Meselâ, arkadaşlarının ve akrabasının timsallerini ve fotoğraflarını hâvi büyük bir aynayı yolunda bulan bir adam, şark cihetine giden adamların memleketlerine gidip onlara iltihak etmek için çalışmayıp da, o aynanın içindeki timsallerle uğraşır, muhabbet eder. ışte bu adam gafletten ayıldığı zaman, "Eyvah, ne ediyorum? Bunlar şarap değil, seraptır. Bunlarla uğraşmak azb değil azaptır" der, arkadaşlarına yetişmek üzere şark seferine tedarikâtta bulunmaya başlar


ya burada akrabalarının timsallerinin bulunduğu aynayla ne demek isteniyor? Ailemize muhabbet etmiyecekmiyiz? nasıl anlamak lazım?

selametle
"ey bedbaht nefsim! acaba ömrün ebedi midir? hiç kat'i senedin var mı ki, gelecek seneye, belki yarına kadar kalacaksın?

4

11.08.2005, 16:23

şimdi hatırıma şu geldi:
Bir zat düşün, evliya hayatlarını, menkıbelerini okumayı, onlarla vakit geçirmeyi çok sever. Onların böyle müttaki olmalarını sever, ama kendisi bunu pek düşünmez. Veyahut başka büyük insanların hayatlarını...

Alıntı

Dünya hayatını güzelleştiren esbabdan biri, dünya aynasında temessülle parlayan hidayet nurları ve büyük insanların sevgili ve sevimli timsalleridir.
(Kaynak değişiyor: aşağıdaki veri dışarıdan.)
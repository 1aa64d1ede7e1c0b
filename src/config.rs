//! External configuration loader.
//!
//! Reads `config.toml` from the executable's directory (or CWD).
//! Falls back to sensible defaults if the file is missing or incomplete.

use serde::Deserialize;
use std::path::PathBuf;

// ── Public Config Struct ──

#[derive(Clone, Debug)]
pub struct GameConfig {
    pub timing: TimingConfig,
    pub progression: ProgressionConfig,
    /// Custom symbol catalog. Empty = use the built-in set.
    pub symbols: Vec<String>,
}

#[derive(Clone, Debug)]
pub struct TimingConfig {
    pub reveal_ms: u64,        // how long each sequence card stays up
    pub reveal_gap_ms: u64,    // blank between cards (the "flip")
    pub outcome_pause_ms: u64, // win/lose banner duration
    pub tap_flash_ms: u64,     // selection highlight / tap debounce
}

/// Level progression rules. Start level and per-mode step on success;
/// failure always drops back to `start_level`.
#[derive(Clone, Copy, Debug)]
pub struct ProgressionConfig {
    pub start_level: usize,
    pub classic_step: usize,
    pub nback_step: usize,
}

// ── TOML Schema (with serde defaults) ──

#[derive(Deserialize, Debug, Default)]
struct TomlConfig {
    #[serde(default)]
    timing: TomlTiming,
    #[serde(default)]
    progression: TomlProgression,
    #[serde(default)]
    catalog: TomlCatalog,
}

#[derive(Deserialize, Debug)]
struct TomlTiming {
    #[serde(default = "default_reveal")]
    reveal_ms: u64,
    #[serde(default = "default_reveal_gap")]
    reveal_gap_ms: u64,
    #[serde(default = "default_outcome_pause")]
    outcome_pause_ms: u64,
    #[serde(default = "default_tap_flash")]
    tap_flash_ms: u64,
}

#[derive(Deserialize, Debug)]
struct TomlProgression {
    #[serde(default = "default_start_level")]
    start_level: usize,
    #[serde(default = "default_classic_step")]
    classic_step: usize,
    #[serde(default = "default_nback_step")]
    nback_step: usize,
}

#[derive(Deserialize, Debug, Default)]
struct TomlCatalog {
    #[serde(default)]
    symbols: Vec<String>,
}

// ── Defaults ──

fn default_reveal() -> u64 { 1000 }      // 1.0s per card
fn default_reveal_gap() -> u64 { 300 }   // 0.3s flip between cards
fn default_outcome_pause() -> u64 { 2000 }
fn default_tap_flash() -> u64 { 300 }

fn default_start_level() -> usize { 3 }
fn default_classic_step() -> usize { 2 }
fn default_nback_step() -> usize { 1 }

impl Default for TomlTiming {
    fn default() -> Self {
        TomlTiming {
            reveal_ms: default_reveal(),
            reveal_gap_ms: default_reveal_gap(),
            outcome_pause_ms: default_outcome_pause(),
            tap_flash_ms: default_tap_flash(),
        }
    }
}

impl Default for TomlProgression {
    fn default() -> Self {
        TomlProgression {
            start_level: default_start_level(),
            classic_step: default_classic_step(),
            nback_step: default_nback_step(),
        }
    }
}

// ── Loading ──

impl GameConfig {
    /// Load config from `config.toml`.
    /// Search order: (1) exe directory, (2) current working directory.
    /// Missing file or missing keys gracefully fall back to defaults.
    pub fn load() -> Self {
        let toml_cfg = load_toml(&candidate_dirs());
        Self::from_toml(toml_cfg)
    }

    fn from_toml(toml_cfg: TomlConfig) -> Self {
        GameConfig {
            timing: TimingConfig {
                reveal_ms: toml_cfg.timing.reveal_ms,
                reveal_gap_ms: toml_cfg.timing.reveal_gap_ms,
                outcome_pause_ms: toml_cfg.timing.outcome_pause_ms,
                tap_flash_ms: toml_cfg.timing.tap_flash_ms,
            },
            progression: ProgressionConfig {
                start_level: toml_cfg.progression.start_level.max(1),
                classic_step: toml_cfg.progression.classic_step.max(1),
                nback_step: toml_cfg.progression.nback_step.max(1),
            },
            symbols: toml_cfg.catalog.symbols,
        }
    }
}

/// Candidate directories to search: exe dir + CWD (deduplicated).
fn candidate_dirs() -> Vec<PathBuf> {
    let mut dirs = vec![];

    // 1. Directory of the running executable
    if let Ok(exe) = std::env::current_exe() {
        let resolved = exe.canonicalize().unwrap_or(exe);
        if let Some(parent) = resolved.parent() {
            dirs.push(parent.to_path_buf());
        }
    }

    // 2. Current working directory
    if let Ok(cwd) = std::env::current_dir() {
        if !dirs.iter().any(|d| d == &cwd) {
            dirs.push(cwd);
        }
    }

    // 3. Fallback
    if dirs.is_empty() {
        dirs.push(PathBuf::from("."));
    }

    dirs
}

/// Search for config.toml in candidate directories.
fn load_toml(search_dirs: &[PathBuf]) -> TomlConfig {
    for dir in search_dirs {
        let path = dir.join("config.toml");
        if path.exists() {
            match std::fs::read_to_string(&path) {
                Ok(text) => match toml::from_str::<TomlConfig>(&text) {
                    Ok(cfg) => return cfg,
                    Err(e) => {
                        eprintln!("Warning: config.toml parse error: {e}");
                        eprintln!("Using default settings.");
                        return TomlConfig::default();
                    }
                },
                Err(e) => {
                    eprintln!("Warning: could not read {}: {e}", path.display());
                }
            }
        }
    }
    TomlConfig::default()
}

// ══════════════════════════════════════════════════════════════
// Unit tests
// ══════════════════════════════════════════════════════════════

#[cfg(test)]
mod tests {
    use super::*;

    fn parse(text: &str) -> GameConfig {
        GameConfig::from_toml(toml::from_str::<TomlConfig>(text).unwrap())
    }

    #[test]
    fn empty_toml_yields_defaults() {
        let cfg = parse("");
        assert_eq!(cfg.timing.reveal_ms, 1000);
        assert_eq!(cfg.timing.reveal_gap_ms, 300);
        assert_eq!(cfg.timing.outcome_pause_ms, 2000);
        assert_eq!(cfg.progression.start_level, 3);
        assert_eq!(cfg.progression.classic_step, 2);
        assert_eq!(cfg.progression.nback_step, 1);
        assert!(cfg.symbols.is_empty());
    }

    #[test]
    fn partial_section_fills_missing_keys() {
        let cfg = parse("[timing]\nreveal_ms = 750\n");
        assert_eq!(cfg.timing.reveal_ms, 750);
        assert_eq!(cfg.timing.reveal_gap_ms, 300);
    }

    #[test]
    fn custom_catalog_parses() {
        let cfg = parse("[catalog]\nsymbols = [\"A\", \"B\", \"C\"]\n");
        assert_eq!(cfg.symbols, vec!["A", "B", "C"]);
    }

    #[test]
    fn zero_step_clamped_to_one() {
        let cfg = parse("[progression]\nclassic_step = 0\n");
        assert_eq!(cfg.progression.classic_step, 1);
    }
}
pub mod input;
pub mod renderer;
pub mod sound;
Ama kendisinin de insan olduğunu, dolayısıyla onların müttaki olarak hazırlığını, tedariğini yaptığı şeylere tedariğe ve hazırlığa muhtac olduğunu anlar. Zamanı bir cetvel gibi düşünürsek, garb (batı) sol taraf, şark (doğu) ise bundan sonrasıdır, istikbaldir.

Alıntı

Meselâ, arkadaşlarının ve akrabasının timsallerini ve fotoğraflarını hâvi büyük bir aynayı yolunda bulan bir adam, şark cihetine giden adamların memleketlerine gidip onlara iltihak etmek için çalışmayıp da, o aynanın içindeki timsallerle uğraşır, muhabbet eder.



Evet, gafletten uyandığı zaman ise, kendisinin de şark tarafına gitmekte olduğunu, zaman deresinin durmadan aktığını görür.

Alıntı

"Eyvah, ne ediyorum? Bunlar şarap değil, seraptır. Bunlarla uğraşmak azb değil azaptır"
der, arkadaşlarına yetişmek üzere şark seferine tedarikâtta bulunmaya başlar.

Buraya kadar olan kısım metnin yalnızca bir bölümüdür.